The copper Leach−Solvent extraction–Electrowinning (L–SX–EW) process is a good example of a process where an entrepreneur dared to test a technology on an industrial scale that was still unproven at commercial scale at that time [58] [71]. In the 1960s, the wealthy young American Maxie Anderson owned a small copper mine, the Bluebird Ranchers Mine, in Miami, Arizona. Without shareholders and a board of directors to worry about, Anderson was willing to invest his own money to fund the very risky step of introducing a radically different technology into an industry where the basic methods of making copper had not changed significantly since the Bronze Age. The first commercial copper SX–EW plant was installed at the Bluebird mine in 1968 to treat a PLS obtained by heap leaching of a low-grade oxidic copper ore. The LIX64 extractant was developed by General Mills, with Joe House as one of the main driving forces behind General Mills’ solvent extractant R&D program, and test work was done by Hazen Research Inc. [72]. Previously, copper was recovered from the PLS containing about 1 g/L Cu by cementation with iron scrap. This plant was quite small, not much more than a large pilot plant, producing about 6000 tons of cathode copper per year, less than a month’s production from a modern, medium-sized copper smelter. However, its influence on the copper industry cannot be underestimated. After commercialization of the L–SX–EW process at Bluebird, several new L–SX–EW operations were built in quick succession, notably at Bagdad Mining Company in Arizona, not far from the Bluebird mine in 1970, at Nchanga Consolidated Copper Mines Tailings Leach Plant (TLP) in Chingola, Zambia, in 1973, and at Anaconda’s Twin Buttes in Arizona in 1975. Steady adoption continued through the 1970s and began to accelerate in the 1980s at the Lo Aguirre plant in Chile and at several Phelps Dodge properties in the USA. In the 1990s, implementation of the process mainly took place in Chile, where the production increased more than tenfold from 1991 to 2001. Copper solvent extraction technology has evolved and adapted to currently produce about 4.0 millions of tons of cathode copper per year, corresponding to approximately 18% of global primary production [71].
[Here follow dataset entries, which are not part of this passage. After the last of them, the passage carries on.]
//! Curl multi backend: one `Multi` per batch, one Easy2 handle per request.
//!
//! All handles are driven from the calling thread; `wait` is the only place
//! that blocks, through a single bounded `Multi::wait`.

mod classify;
mod handler;

use std::collections::HashMap;
use std::time::{Duration, Instant};

use curl::easy::{Easy2, List};
use curl::multi::{Easy2Handle, Multi};

use crate::outcome::{FailureKind, Response, TransportFailure};
use crate::request::{Method, RequestSpec};

use super::{Transport, TransportFactory};
use classify::failure_from_curl;
use handler::{parse_header_lines, Collector};

/// Settings applied to every Easy2 handle.
#[derive(Debug, Clone, PartialEq, Eq)]
pub struct CurlOptions {
    pub connect_timeout: Duration,
    /// Upper bound on redirects when a request follows them.
    pub max_redirections: u32,
    /// None = `curlfetch/<version> curl/<libcurl version>`.
    pub user_agent: Option<String>,
    /// Receive rate cap in bytes per second.
    pub max_recv_speed: Option<u64>,
    pub buffer_size: Option<usize>,
}

impl Default for CurlOptions {
    fn default() -> Self {
        Self {
            connect_timeout: Duration::from_secs(30),
            max_redirections: 10,
            user_agent: None,
            max_recv_speed: None,
            buffer_size: None,
        }
    }
}

/// `Multi::wait` takes whole milliseconds and truncates; a sub-millisecond
/// budget would become a zero-length wait. Round up instead.
fn wait_timeout(max_wait: Duration) -> Duration {
    let millis = max_wait.as_nanos().div_ceil(1_000_000);
    Duration::from_millis(u64::try_from(millis).unwrap_or(u64::MAX))
}

fn default_user_agent() -> String {
    format!(
        "curlfetch/{} curl/{}",
        env!("CARGO_PKG_VERSION"),
        curl::Version::get().version()
    )
}

/// In-flight curl transfer.
pub struct CurlHandle {
    token: usize,
    url: String,
    started: Instant,
    inner: Easy2Handle<Collector>,
}

/// Transport over one curl multi handle.
pub struct CurlTransport {
    multi: Multi,
    options: CurlOptions,
    user_agent: String,
    /// Transfer results harvested from multi messages, keyed by token,
    /// until `result` or `abort` claims them.
    finished: HashMap<usize, Result<(), curl::Error>>,
}

impl CurlTransport {
    pub fn new(options: CurlOptions) -> Self {
        let user_agent = options.user_agent.clone().unwrap_or_else(default_user_agent);
        Self {
            multi: Multi::new(),
            options,
            user_agent,
            finished: HashMap::new(),
        }
    }

    fn configure(&self, easy: &mut Easy2<Collector>, spec: &RequestSpec) -> Result<(), curl::Error> {
        easy.url(&spec.url)?;
        easy.useragent(&self.user_agent)?;
        match spec.options.method {
            Method::Get => easy.get(true)?,
            Method::Head => easy.nobody(true)?,
            other => easy.custom_request(other.as_str())?,
        }
        easy.follow_location(spec.options.follow_redirects)?;
        if spec.options.follow_redirects {
            easy.max_redirections(self.options.max_redirections)?;
        }
        easy.connect_timeout(self.options.connect_timeout)?;
        if let Some(speed) = self.options.max_recv_speed {
            easy.max_recv_speed(speed)?;
        }
        if let Some(sz) = self.options.buffer_size {
            easy.buffer_size(sz)?;
        }
        if !spec.options.headers.is_empty() {
            let mut list = List::new();
            for (k, v) in &spec.options.headers {
                list.append(&format!("{}: {}", k.trim(), v.trim()))?;
            }
            easy.http_headers(list)?;
        }
        Ok(())
    }

    fn perform(&self) -> Result<u32, TransportFailure> {
        self.multi
            .perform()
            .map_err(|e| TransportFailure::new(FailureKind::Other, format!("curl multi perform: {}", e)))
    }

    /// Drains multi messages into `finished`; returns tokens that completed.
    fn harvest(&mut self) -> Vec<usize> {
        let mut ready = Vec::new();
        let finished = &mut self.finished;
        self.multi.messages(|msg| {
            let token = match msg.token() {
                Ok(t) => t,
                Err(e) => {
                    tracing::warn!("curl message without token: {}", e);
                    return;
                }
            };
            if let Some(res) = msg.result() {
                finished.insert(token, res);
                ready.push(token);
            }
        });
        ready
    }
}

impl Transport for CurlTransport {
    type Handle = CurlHandle;

    fn start(&mut self, token: usize, spec: &RequestSpec) -> Result<CurlHandle, TransportFailure> {
        let mut easy = Easy2::new(Collector::default());
        self.configure(&mut easy, spec)
            .map_err(|e| TransportFailure::start(format!("curl setup: {}", e)))?;
        let mut inner = self
            .multi
            .add2(easy)
            .map_err(|e| TransportFailure::start(format!("curl multi add: {}", e)))?;
        inner
            .set_token(token)
            .map_err(|e| TransportFailure::start(format!("curl set token: {}", e)))?;
        Ok(CurlHandle {
            token,
            url: spec.url.clone(),
            started: Instant::now(),
            inner,
        })
    }

    fn wait(&mut self, max_wait: Duration) -> Result<Vec<usize>, TransportFailure> {
        self.perform()?;
        let ready = self.harvest();
        if !ready.is_empty() || max_wait.is_zero() {
            return Ok(ready);
        }
        self.multi
            .wait(&mut [], wait_timeout(max_wait))
            .map_err(|e| TransportFailure::new(FailureKind::Other, format!("curl multi wait: {}", e)))?;
        self.perform()?;
        Ok(self.harvest())
    }

    fn result(&mut self, handle: CurlHandle) -> Result<Response, TransportFailure> {
        let CurlHandle {
            token,
            url,
            started,
            inner,
        } = handle;
        let transfer = self.finished.remove(&token);
        let mut easy = self
            .multi
            .remove2(inner)
            .map_err(|e| TransportFailure::new(FailureKind::Other, format!("curl multi remove: {}", e)))?;
        match transfer {
            Some(Ok(())) => {}
            Some(Err(e)) => return Err(failure_from_curl(&e)),
            None => {
                return Err(TransportFailure::new(
                    FailureKind::Other,
                    "transfer reported before it finished",
                ))
            }
        }
        let status = easy.response_code().map_err(|e| failure_from_curl(&e))?;
        let collector = easy.get_mut();
        Ok(Response {
            url,
            status,
            headers: parse_header_lines(&collector.header_lines),
            body: std::mem::take(&mut collector.body),
            elapsed: started.elapsed(),
        })
    }

    fn abort(&mut self, handle: CurlHandle) {
        self.finished.remove(&handle.token);
        if let Err(e) = self.multi.remove2(handle.inner) {
            tracing::warn!(token = handle.token, "curl multi remove on abort: {}", e);
        }
    }
}

/// Builds a fresh `CurlTransport` (own multi handle) for every batch.
#[derive(Debug, Clone, Default)]
pub struct CurlTransportFactory {
    options: CurlOptions,
}

impl CurlTransportFactory {
    pub fn new(options: CurlOptions) -> Self {
        Self { options }
    }
}

impl TransportFactory for CurlTransportFactory {
    type Transport = CurlTransport;

    fn create(&self) -> Result<CurlTransport, TransportFailure> {
        Ok(CurlTransport::new(self.options.clone()))
    }
}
Maxie Anderson’s contribution to the development of hydrometallurgy cannot be underestimated, even though he did not develop the L–SX–EW process himself. With substantial personal capital, no shareholders, and a willingness to take financial risks, he decided to build the first commercial solvent extraction plant for copper. This plant demonstrated the technological and economic viability of the new hydrometallurgical technology. Joe House recounted the initial negative responses to the concept of using solvent extraction for copper, noting that no one in the major copper mining companies believed in it. House mentioned that one director of research predicted at a metallurgists’ meeting that solvent extraction would never recover a pound of copper, a statement that was met with applause [72].

Nickel Metallurgy

In nickel metallurgy, the Moa Bay plant in Cuba demonstrated that the High-Pressure Acid Leaching (HPAL) process for processing nickel laterites can be successfully operated on a large industrial scale [73, 74]. This plant has been operational since 1959, and over time, many improvements have been made to address weaknesses in the process [75, 76]. This has given other major investors enough confidence in the technology to construct similar plants elsewhere, although starting up an HPAL plant is still not straightforward. It often takes years for an HPAL plant becomes operational at full scale, especially if on-site refining of nickel and cobalt is carried out, for instance by solvent extraction, rather than simply producing Mixed Sulfide Precipitate (MSP) or Mixed Hydroxide Precipitate (MHP) to be sold to other refineries.

Chicken-and-Egg Dilemma

Hydrometallurgy faces a classic chicken-and-egg dilemma: many promising hydrometallurgical processes fail to advance to industrialization because they are considered unproven at commercial scale. Yet, without someone willing to take the risk and demonstrate these processes on a large scale, they will remain unproven. The metallurgical industry needs more pioneers like Maxie Anderson, who are willing to invest and take risks, or who have skin in the game. The development of hydrometallurgical processes is particularly risky because many issues, such as impurity buildup in aqueous streams, stability issues with extractants in solvent extraction, scale formation, and equipment corrosion, often do not become apparent during pilot plant tests or the early stages of plant operation. These challenges can significantly impact the viability and success of scaling up new hydrometallurgical technologies, making it crucial for the industry to support and encourage risk-takers who can push these innovations forward.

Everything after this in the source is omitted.